Preachers Must Preach All the Gospel

Paul reminded the Ephesian elders of his preaching: “I shrank not from declaring unto you the whole counsel of God” (Acts 20:27). The Lord promised the apostles He would send the Holy Spirit Who would teach them all things, bring to their remembrance all that He had taught them, and guide them into all the Truth (John 14:26; 16:13). God has inspired all Scripture to furnish us completely unto every good work (2 Tim. 3:16–17). Only when we have all of the Gospel do we have all things that pertain to life and godliness (2 Pet. 1:3). A Gospel “in part” is a defective message; it is bad news rather than good news.

We often hear of the need for “balanced” preaching—a worthy concern as long as balance is Scripturally defined. However, some view “balanced” preaching as that which is never “negative,” confrontational, dogmatic, or authoritative, but which predominantly dwells on “grace” and “love” (as they define them), couched in terms of insipid suggestions rather than authoritative obligations. The only way anyone can be sure his preaching is “balanced” is if he preaches “the whole counsel of God.” Ironically, when we thus preach the liberal element accuses of being “unbalanced.”

Our age is cursed not only with those who preach outright error. Many in our pulpits preach the Truth—on the subjects they address. Unfortunately, they just never “get around” to preaching on certain topics and themes. Thus, while they do not blatantly preach error, they preach only a portion of the Truth. To deliberately preach less than the entire Gospel message is but another means of preaching error—and pleasing the devil. Those who preach must aim at preaching the whole message. Listeners must demand the whole message from preachers.

The pressure to preach a partial Gospel has a triple thrust:

First, some in the church will not tolerate all of the Gospel. These want to—without rebuke—parade in public almost nude, drink their beer, commit suicide by consuming tobacco, visit the bars and dance halls when they please, and continue in their God-forbidden marriages. Others cannot bear to hear strong preaching that exposes religious error and lays down dogmatic Truth. To some, the worst thing a preacher can do is to mention by name a man, in or out of the church, who is a false teacher. These brethren would rather let their Baptist friends go to Hell believing Baptist doctrine than to hear their preacher identify the Baptist Church as a human order with no Biblical right to exist. One such brother or sister invented that sage advice decades ago: “Just preach the Gospel, and let everyone alone.”

Another group in most local churches may be morally upright, but various ones among them are as stingy as Ebenezer Scrooge, forsake the assembly at will, or they have tongues that can curl a porcupine’s quills. These folk applaud preaching on baptism, the church, or the Lord’s Supper. They can become very testy, however, when the preaching reflects the “whole counsel of God” sufficiently to address their transgressions.

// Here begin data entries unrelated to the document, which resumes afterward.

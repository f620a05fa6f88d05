//! Component E — short-TTL stickiness from a hashed client id to the last
//! channel it successfully used.

use std::collections::HashMap;

use time::{Duration, OffsetDateTime};
use tokio::sync::{Mutex, RwLock};

pub const DEFAULT_TTL_SECS: i64 = 30 * 60;

struct AffinityEntry {
    channel_id: String,
    last_use: OffsetDateTime,
}

pub struct TraceAffinityMap {
    entries: RwLock<HashMap<String, Mutex<AffinityEntry>>>,
    ttl: Duration,
}

impl TraceAffinityMap {
    pub fn new() -> Self {
        Self::with_ttl(Duration::seconds(DEFAULT_TTL_SECS))
    }

    pub fn with_ttl(ttl: Duration) -> Self {
        Self {
            entries: RwLock::new(HashMap::new()),
            ttl,
        }
    }

    /// Returns the preferred channel id if present and not idle-expired.
    pub async fn get_preferred(&self, client_id: &str) -> Option<String> {
        let read = self.entries.read().await;
        let entry = read.get(client_id)?;
        let state = entry.lock().await;
        if OffsetDateTime::now_utc() - state.last_use < self.ttl {
            Some(state.channel_id.clone())
        } else {
            None
        }
    }

    pub async fn set_preferred(&self, client_id: &str, channel_id: &str) {
        let now = OffsetDateTime::now_utc();
        {
            let read = self.entries.read().await;
            if let Some(entry) = read.get(client_id) {
                let mut state = entry.lock().await;
                state.channel_id = channel_id.to_string();
                state.last_use = now;
                return;
            }
        }
        let mut write = self.entries.write().await;
        write.insert(
            client_id.to_string(),
            Mutex::new(AffinityEntry { channel_id: channel_id.to_string(), last_use: now }),
        );
    }

    pub async fn update_last_used(&self, client_id: &str) {
        let read = self.entries.read().await;
        if let Some(entry) = read.get(client_id) {
            entry.lock().await.last_use = OffsetDateTime::now_utc();
        }
    }

    /// Housekeeping sweep dropping idle-expired entries; not required for
    /// correctness (reads already treat expired entries as absent) but
    /// keeps the map from growing unboundedly with one-shot clients.
    pub async fn sweep_expired(&self) {
        let now = OffsetDateTime::now_utc();
        let mut write = self.entries.write().await;
        let mut stale = Vec::new();
        for (client_id, entry) in write.iter() {
            if now - entry.lock().await.last_use >= self.ttl {
                stale.push(client_id.clone());
            }
        }
        for client_id in stale {
            write.remove(&client_id);
        }
    }
}

impl Default for TraceAffinityMap {
    fn default() -> Self {
        Self::new()
    }
}
//! §7 error classification: every failure is tagged with a propagation
//! policy up front so the pipeline knows whether to retry, fail the
//! request, or just log.

use bytes::Bytes;
use http::StatusCode;
use time::OffsetDateTime;

#[derive(Debug, Clone, Copy, PartialEq, Eq)]
pub enum ErrorKind {
    Unauthenticated,
    Unauthorised,
    Forbidden,
    ForbiddenNoChannelsAfterPermissionFiltering,
    RateLimited,
    BadRequest,
    PayloadTooLarge,
    UpstreamFault,
    QuotaExhausted,
    ConfigurationFault,
    Internal,
}

impl ErrorKind {
    pub fn is_client_fault(self) -> bool {
        matches!(
            self,
            ErrorKind::Unauthenticated
                | ErrorKind::Unauthorised
                | ErrorKind::Forbidden
                | ErrorKind::ForbiddenNoChannelsAfterPermissionFiltering
                | ErrorKind::RateLimited
                | ErrorKind::BadRequest
                | ErrorKind::PayloadTooLarge
        )
    }

    pub fn is_upstream_fault(self) -> bool {
        matches!(self, ErrorKind::UpstreamFault | ErrorKind::QuotaExhausted)
    }

    pub fn status_code(self) -> StatusCode {
        match self {
            ErrorKind::Unauthenticated => StatusCode::UNAUTHORIZED,
            ErrorKind::Unauthorised => StatusCode::UNAUTHORIZED,
            ErrorKind::Forbidden | ErrorKind::ForbiddenNoChannelsAfterPermissionFiltering => {
                StatusCode::FORBIDDEN
            }
            ErrorKind::RateLimited => StatusCode::TOO_MANY_REQUESTS,
            ErrorKind::BadRequest => StatusCode::BAD_REQUEST,
            ErrorKind::PayloadTooLarge => StatusCode::PAYLOAD_TOO_LARGE,
            ErrorKind::UpstreamFault | ErrorKind::QuotaExhausted => StatusCode::BAD_GATEWAY,
            ErrorKind::ConfigurationFault => StatusCode::INTERNAL_SERVER_ERROR,
            ErrorKind::Internal => StatusCode::INTERNAL_SERVER_ERROR,
        }
    }
}

/// Carried on `RateLimited` errors so the inbound HTTP layer can render
/// `X-RateLimit-*` / `Retry-After` (§6) without re-deriving the decision.
#[derive(Debug, Clone, Copy)]
pub struct RateLimitInfo {
    pub limit: u32,
    pub remaining: u32,
    pub reset_at: OffsetDateTime,
}

#[derive(Debug, Clone)]
pub struct GatewayError {
    pub kind: ErrorKind,
    pub message: String,
    pub rate_limit: Option<RateLimitInfo>,
}

impl std::fmt::Display for GatewayError {
    fn fmt(&self, f: &mut std::fmt::Formatter<'_>) -> std::fmt::Result {
        write!(f, "{}: {}", self.status_code(), self.message)
    }
}

impl std::error::Error for GatewayError {}

impl GatewayError {
    pub fn new(kind: ErrorKind, message: impl Into<String>) -> Self {
        Self { kind, message: message.into(), rate_limit: None }
    }

    pub fn status_code(&self) -> StatusCode {
        self.kind.status_code()
    }

    pub fn unauthenticated(message: impl Into<String>) -> Self {
        Self::new(ErrorKind::Unauthenticated, message)
    }

    pub fn forbidden(message: impl Into<String>) -> Self {
        Self::new(ErrorKind::Forbidden, message)
    }

    pub fn rate_limited(message: impl Into<String>) -> Self {
        Self::new(ErrorKind::RateLimited, message)
    }

    pub fn rate_limited_with_info(message: impl Into<String>, rate_limit: RateLimitInfo) -> Self {
        Self { kind: ErrorKind::RateLimited, message: message.into(), rate_limit: Some(rate_limit) }
    }

    pub fn bad_request(message: impl Into<String>) -> Self {
        Self::new(ErrorKind::BadRequest, message)
    }

    /// Synthesises a client-facing body for the "all channels exhausted"
    /// case, mirroring the last upstream error shape when one is known.
    pub fn exhausted_envelope(&self, last_upstream_body: Option<&Bytes>) -> Bytes {
        if let Some(body) = last_upstream_body {
            return body.clone();
        }
        Bytes::from(
            serde_json::json!({
                "error": {
                    "type": "upstream_unavailable",
                    "message": self.message,
                }
            })
            .to_string(),
        )
    }
}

In earlier generations, such folk would either “shape up or ship out,” but now they often stay and try to oust the preacher and/or the elders who dared make them feel guilty. “We’ll take our money and go elsewhere if you don’t tone that preacher down. After all, he’s just a hired hand.” It has become common for congregations to keep the sinners and ask the faithful preacher to leave, rather than vice versa.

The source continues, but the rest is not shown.